7.62x54R Military Surplus Ammunition - Will It Ever Run Out

If you shoot any military surplus rifles, like Mosin Nagants, chambered for 7.62x54R ammo, and shoot military surplus ammo through them, do you ever wonder about where all that milsurp ammo is coming from and how much of it there is out there! I have to wonder, if you have ever wondered as I often have wondered, as to when the combloc military surplus supply of this stuff will run out. If you think about it, as I have done, you would realize as I have realized, there has to have been millions of rounds of this stuff sold here in the USA - all of it imported from communist bloc countries. In addition, I think all of it that has reached the commercial marketplace in the United States during the past 20 years was manufactured in the 1950s through the 1980s. It's not like they are still making it and we are getting newly manufactured military surplus; we are getting what is left over from the cold war. It is ammo that has sat in storage for at least about a quarter of a century up to maybe 60-65 years or so. Granted, they made a lot of it, I guess they figured if it came to a shooting war on the ground they wanted to be ready for us but it was a finite number of rounds that they manufactured - wasn't it! So, it has to run out sooner or later - doesn't it?

Think about it - yes, as I have done - you do not see, as you once did see for sale, Yugoslavian 7.62x54R anymore, nor Romanian, nor Czech, nor Albanian, nor Hungarian. Forget about Polish, East German, Finnish and Red Chinese - I never saw that ammo from those countries ever offered at all. About the only stuff you see for sale now commercially came out of Russia (the Soviet Union when it was made) and Bulgaria. Even with it coming from only two source countries, you still can buy it in 440 round tins at about $89.99 per tin. That works out to about .20 cents per round. Yeah, I know, about 5 years ago o so it was going for .13 cents a round or thereabout but such are the anti-gun times in which we live under Obummer and all things guns & ammo related have gone up in price. When you give it a bit of thought though, and yes I have given it some, .20 cents a round is not too bad.

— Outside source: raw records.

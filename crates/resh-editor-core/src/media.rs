//! Media library search, as used by the featured-image picker.
//!
//! The library itself is remote and paginated. [`MediaSearch`] debounces
//! search-as-you-type input, restarts at page one for every new query and
//! discards pages that arrive for a query the user has already typed past.

use std::future::Future;
use std::time::Duration;

use resh_common::StoreError;
use serde::{Deserialize, Serialize};
use web_time::Instant;

use crate::timer::TimerRegistry;

#[derive(Debug, Clone, PartialEq, Eq, Serialize, Deserialize)]
#[serde(rename_all = "camelCase")]
pub struct MediaItem {
    pub id: u64,
    pub url: String,
    pub thumbnail_url: String,
    pub title: String,
}

#[derive(Debug, Clone, Default, PartialEq, Eq, Serialize, Deserialize)]
#[serde(rename_all = "camelCase")]
pub struct MediaPage {
    pub items: Vec<MediaItem>,
    pub total_pages: u32,
}

/// Paginated remote media catalogue. Pages start at 1.
pub trait MediaLibrary {
    fn list_media(
        &self,
        query: &str,
        page: u32,
    ) -> impl Future<Output = Result<MediaPage, StoreError>> + Send;
}

impl<L: MediaLibrary + Sync> MediaLibrary for &L {
    fn list_media(
        &self,
        query: &str,
        page: u32,
    ) -> impl Future<Output = Result<MediaPage, StoreError>> + Send {
        (**self).list_media(query, page)
    }
}

/// One page request issued by [`MediaSearch`].
#[derive(Debug, Clone, PartialEq, Eq)]
pub struct MediaQuery {
    pub query: String,
    pub page: u32,
    generation: u64,
}

#[derive(Debug, Clone, Copy, PartialEq, Eq)]
enum SearchTimer {
    Query,
}

#[derive(Debug)]
pub struct MediaSearch {
    debounce: Duration,
    input: String,
    /// Query string of the current generation; later pages reuse it.
    issued: String,
    /// Bumped for every query that is actually issued.
    generation: u64,
    page: u32,
    total_pages: u32,
    items: Vec<MediaItem>,
    timers: TimerRegistry<SearchTimer>,
}

impl MediaSearch {
    pub fn new(debounce: Duration) -> Self {
        Self {
            debounce,
            input: String::new(),
            issued: String::new(),
            generation: 0,
            page: 0,
            total_pages: 0,
            items: Vec::new(),
            timers: TimerRegistry::new(),
        }
    }

    /// Record new search input. The query is issued once input has been
    /// quiet for the debounce window.
    pub fn input(&mut self, query: impl Into<String>, now: Instant) {
        self.input = query.into();
        self.timers.schedule_after(SearchTimer::Query, now, self.debounce);
    }

    /// Issue the first page for the latest input, if the window elapsed.
    pub fn poll(&mut self, now: Instant) -> Option<MediaQuery> {
        if !self.timers.fire_due(now).contains(&SearchTimer::Query) {
            return None;
        }
        self.generation += 1;
        self.page = 0;
        self.total_pages = 0;
        self.items.clear();
        self.issued = self.input.trim().to_owned();
        tracing::debug!(query = %self.issued, generation = self.generation, "media search");
        Some(MediaQuery {
            query: self.issued.clone(),
            page: 1,
            generation: self.generation,
        })
    }

    /// Request the page after the last one accepted for the current query.
    pub fn next_page(&self) -> Option<MediaQuery> {
        if self.page == 0 || self.page >= self.total_pages {
            return None;
        }
        Some(MediaQuery {
            query: self.issued.clone(),
            page: self.page + 1,
            generation: self.generation,
        })
    }

    /// Store a page of results. Returns false, leaving results untouched,
    /// when the page belongs to a superseded query.
    pub fn accept(&mut self, request: &MediaQuery, page: MediaPage) -> bool {
        if request.generation != self.generation || request.page != self.page + 1 {
            tracing::trace!(page = request.page, "dropping stale media page");
            return false;
        }
        self.page = request.page;
        self.total_pages = page.total_pages;
        self.items.extend(page.items);
        true
    }

    /// Run the due query against `library`. Returns whether results changed.
    pub async fn search_due<L: MediaLibrary>(
        &mut self,
        library: &L,
        now: Instant,
    ) -> Result<bool, StoreError> {
        let Some(request) = self.poll(now) else {
            return Ok(false);
        };
        let page = library.list_media(&request.query, request.page).await?;
        Ok(self.accept(&request, page))
    }

    pub async fn load_more<L: MediaLibrary>(&mut self, library: &L) -> Result<bool, StoreError> {
        let Some(request) = self.next_page() else {
            return Ok(false);
        };
        let page = library.list_media(&request.query, request.page).await?;
        Ok(self.accept(&request, page))
    }

    pub fn items(&self) -> &[MediaItem] {
        &self.items
    }

    pub fn find(&self, id: u64) -> Option<&MediaItem> {
        self.items.iter().find(|item| item.id == id)
    }

    pub fn page(&self) -> u32 {
        self.page
    }

    pub fn total_pages(&self) -> u32 {
        self.total_pages
    }

    pub fn has_more(&self) -> bool {
        self.next_page().is_some()
    }

    pub fn next_deadline(&self) -> Option<Instant> {
        self.timers.next_deadline()
    }

    pub fn teardown(&mut self) {
        self.timers.cancel_all();
    }
}

#[cfg(test)]
mod tests {
    use super::*;

    fn ms(n: u64) -> Duration {
        Duration::from_millis(n)
    }

    fn item(id: u64) -> MediaItem {
        MediaItem {
            id,
            url: format!("https://media.test/{id}.jpg"),
            thumbnail_url: format!("https://media.test/{id}-150.jpg"),
            title: format!("Image {id}"),
        }
    }

    /// Three images per page, titles matched by substring.
    struct Catalogue(Vec<MediaItem>);

    impl MediaLibrary for Catalogue {
        async fn list_media(&self, query: &str, page: u32) -> Result<MediaPage, StoreError> {
            let hits: Vec<_> = self
                .0
                .iter()
                .filter(|item| item.title.contains(query))
                .cloned()
                .collect();
            let total_pages = hits.len().div_ceil(3) as u32;
            let items = hits
                .into_iter()
                .skip((page.saturating_sub(1) * 3) as usize)
                .take(3)
                .collect();
            Ok(MediaPage { items, total_pages })
        }
    }

    #[test]
    fn typing_debounces_to_latest_query() {
        let t0 = Instant::now();
        let mut search = MediaSearch::new(ms(500));
        search.input("ri", t0);
        search.input("riv", t0 + ms(200));
        search.input("river", t0 + ms(400));
        assert!(search.poll(t0 + ms(600)).is_none());

        let query = search.poll(t0 + ms(900)).unwrap();
        assert_eq!(query.query, "river");
        assert_eq!(query.page, 1);
        assert!(search.poll(t0 + ms(2000)).is_none());
    }

    #[test]
    fn stale_pages_are_dropped() {
        let t0 = Instant::now();
        let mut search = MediaSearch::new(ms(500));
        search.input("old", t0);
        let old = search.poll(t0 + ms(500)).unwrap();
        search.input("new", t0 + ms(600));
        let new = search.poll(t0 + ms(1100)).unwrap();

        let page = MediaPage {
            items: vec![item(1)],
            total_pages: 1,
        };
        assert!(!search.accept(&old, page.clone()));
        assert!(search.items().is_empty());
        assert!(search.accept(&new, page));
        assert_eq!(search.items().len(), 1);
    }

    #[test]
    fn new_query_resets_to_first_page() {
        let t0 = Instant::now();
        let mut search = MediaSearch::new(ms(500));
        search.input("a", t0);
        let first = search.poll(t0 + ms(500)).unwrap();
        search.accept(
            &first,
            MediaPage {
                items: vec![item(1), item(2)],
                total_pages: 4,
            },
        );
        assert_eq!(search.next_page().unwrap().page, 2);

        search.input("b", t0 + ms(600));
        let second = search.poll(t0 + ms(1100)).unwrap();
        assert_eq!(second.page, 1);
        assert!(search.items().is_empty());
        assert_eq!(search.page(), 0);
    }

    #[test]
    fn load_more_keeps_the_issued_query_while_typing() {
        let t0 = Instant::now();
        let mut search = MediaSearch::new(ms(500));
        search.input("river", t0);
        let first = search.poll(t0 + ms(500)).unwrap();
        assert!(search.accept(
            &first,
            MediaPage {
                items: vec![item(1), item(2), item(3)],
                total_pages: 3,
            },
        ));

        // debounce for the new input has not elapsed yet
        search.input("mountain", t0 + ms(600));
        let next = search.next_page().unwrap();
        assert_eq!(next.query, "river");
        assert_eq!(next.page, 2);
        assert!(search.accept(
            &next,
            MediaPage {
                items: vec![item(4)],
                total_pages: 3,
            },
        ));

        let fresh = search.poll(t0 + ms(1100)).unwrap();
        assert_eq!(fresh.query, "mountain");
        assert!(!search.accept(&next, MediaPage::default()));
    }

    #[tokio::test]
    async fn pages_through_a_library() {
        let library = Catalogue((1..=7).map(item).collect());
        let t0 = Instant::now();
        let mut search = MediaSearch::new(ms(500));
        search.input("Image", t0);

        assert!(!search.search_due(&library, t0 + ms(100)).await.unwrap());
        assert!(search.search_due(&library, t0 + ms(500)).await.unwrap());
        assert_eq!(search.items().len(), 3);
        assert_eq!(search.total_pages(), 3);

        assert!(search.load_more(&library).await.unwrap());
        assert!(search.load_more(&library).await.unwrap());
        assert!(!search.has_more());
        assert!(!search.load_more(&library).await.unwrap());
        assert_eq!(search.items().len(), 7);
        assert_eq!(search.find(7).unwrap().title, "Image 7");
    }

    #[test]
    fn wire_format_is_camel_case() {
        let json = serde_json::to_value(item(3)).unwrap();
        assert_eq!(json["thumbnailUrl"], "https://media.test/3-150.jpg");
        let page: MediaPage =
            serde_json::from_str(r#"{"items":[],"totalPages":0}"#).unwrap();
        assert_eq!(page, MediaPage::default());
    }
}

Regardless, the questions remain: When is the supply going to run out and how will it play out when supplies of it do begin to run low? Will the prices slowly rise as stocks of it dwindle or will prices suddenly jump when the suppliers of it realize that they are down to their last lots?  Or will they just keep selling it at about the same price until there is no more of it and then really surprise us when it unexpectedly stops showing up on the shelves or on our favorite ammo dealer's websites? I tend to think there will be price increases as it runs short and I do expect it to run short even though right now there seems to be no end to it as if it is stored in a magical warehouse in which the supply of it keeps replenishing itself ad infinitum.

Thing is though, that isn't happening and it has to run out sooner or latter. With that very thought in mind, I have gone out and stocked up on a bit of it. I don't have all that much of it, maybe a tin or two here or there, maybe another I have forgotten about somewhere - which would make it three tins - one for each of the Nagants I remember owning. (There may be another Nagant around here someplace and one of these days I will count them.) Yet, even only two tins would probably last me a good long while. Truth is I do not shoot the Mosin Nagants as much as I used to. Now that I am getting older I try to pamper my right shoulder instead of torturing it and only shoot those boomers rarely. But, you are not me and you may be out there shooting up a storm with your Nagants and your other firearms chambered for 7.62x54R ammo. If you are shooting it almost as fast as you buy it, you may want to give some thought, as I have given some thought, to buying some of it to lay aside for a rainy day. If you have not thought of it, maybe you should think about it now, see: http://gunbot.net/ammo/762x54/. If that is not enough to tempt you, then remember this - if you buy a case (as in two 440 round tins) you often get the spam can opener thrown into the deal.

All the best,
Glenn B

PS: Man, oh man, I just about talked myself into buying another 440 round tin of it! I have to count mine first, then pay off some pressing debts, and only then will maybe think about buying another tin of it (whom am I trying to kid).